愛の喪失という簡潔な表現で言い表される状況は、しかし、その簡潔さとは裏腹に、人にとってどれほど複雑で深刻な状況をもたらすのかということを、それでも簡潔に描いていた。
最も閉じているように見えた人間が、最も開かれており、最も開かれているように見える人間が、最も閉じていた。
この映画が描いた太いデッサンラインの1つであるこうした機微は、少年期からの逆説として(逆説などという言葉を知らなかった頃から)、僕にとっての宿命の1つにもなっている。
山小屋で、1匹の豚とひっそりと暮らす1人の男(ニコラス・ケイジ)。触れ合いがあるのは、豚と一緒に採ったトリュフを買いつけにくる若い男(アレックス・ウルフ)のみ。しかし、その際もほとんど口をきかない。
ある日、暴力的に豚を奪われた男は、山から街へ下り、若い男を巻き込みながら捜索する。その過程で、男と若い男がそれぞれに抱える事情が明らかになっていく。
そうした意味では、バディものでもあり、男にとっては愛の喪失の物語であり、若い男にとっては父と息子の話(オイディプス神話)であり、若い男の父親にとっても、別のかたちでの愛の喪失の物語だった。また、2人で立ち寄ったフレンチ店のシェフとのやりとりも、別の意味での愛(情熱)の喪失を描いている。
そして、最も閉じているように見えた男が、すべての登場人物のなかで、最も開かれていたことが分かる(彼はすべての料理を覚えており、もてなしたすべての客を覚えている)。いっぽうビジネスで大成功し、街全体に最も開かれているように見える若い男の父親こそが、最も閉じた人間として描写される。
こうした語りが2021年のアメリカで語られ、今の日本に生きる僕にとっても力強く感じられる理由は、この作品に象徴される「開かれと閉ざされの逆説」が、普遍的であると同時に、時代的な気分を簡潔に表しているからのように思う。
男は愛する対象を失いながらも、愛を失っていない。若い男の父親は、愛することを見失ったために、愛さなければならない対象を失っている。
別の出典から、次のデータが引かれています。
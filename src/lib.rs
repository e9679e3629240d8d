//! # Python Execution Tool
//!
//! Runs untrusted Python snippets in an isolated worker process with
//! stdout/stderr capture and wall-clock timeout enforcement. Each call
//! spawns one fresh worker, waits for its structured result record, and
//! guarantees the worker is gone before returning. The caller's working
//! directory and standard streams are never touched by the snippet.
//!
//! This is not a security sandbox: the snippet runs with the full OS
//! permissions of the invoking user. The isolation boundary is crash and
//! working-directory containment only.

mod error;
mod executor;
mod syntax;
mod types;
mod worker;

#[cfg(test)]
mod tests;

pub use error::Error;
pub use executor::PythonExecutor;
pub use types::{ExecutionRequest, ExecutionResult, DEFAULT_TIMEOUT, GRACE_PERIOD};

/// Result type for executor operations
pub type Result<T> = std::result::Result<T, Error>;
use thiserror::Error;

/// Environment-level failures of the executor itself.
///
/// Expected outcomes of running a snippet (syntax errors, runtime
/// exceptions, bad working directories, timeouts) are never surfaced
/// here; they come back inside [`crate::ExecutionResult`].
#[derive(Error, Debug)]
pub enum Error {
    #[error("Python interpreter not found: {0}")]
    InterpreterNotFound(String),

    #[error("Worker error: {0}")]
    Worker(String),

    #[error("IO error: {0}")]
    Io(#[from] std::io::Error),
}
use crate::PythonExecutor;

/// Build an executor against the host's `python3`, or `None` when no
/// interpreter is installed so callers can skip instead of failing.
pub fn host_executor() -> Option<PythonExecutor> {
    match PythonExecutor::new() {
        Ok(executor) => Some(executor),
        Err(_) => {
            eprintln!("python3 not found on PATH, skipping");
            None
        }
    }
}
こうした現象は、僕自身がこのFilmarks上で、そっくりそのまま体験している。本当に、何度も。そのため、上記のコピーはこんなふうにも言い換えられるかもしれない。
お前のブタを探せ。
ブタとは関数であり、ここには愛、時間、情熱など、その人それぞれのものが入る。重要なのは「その人」にとってのものであり、他人のものを入れてはならない。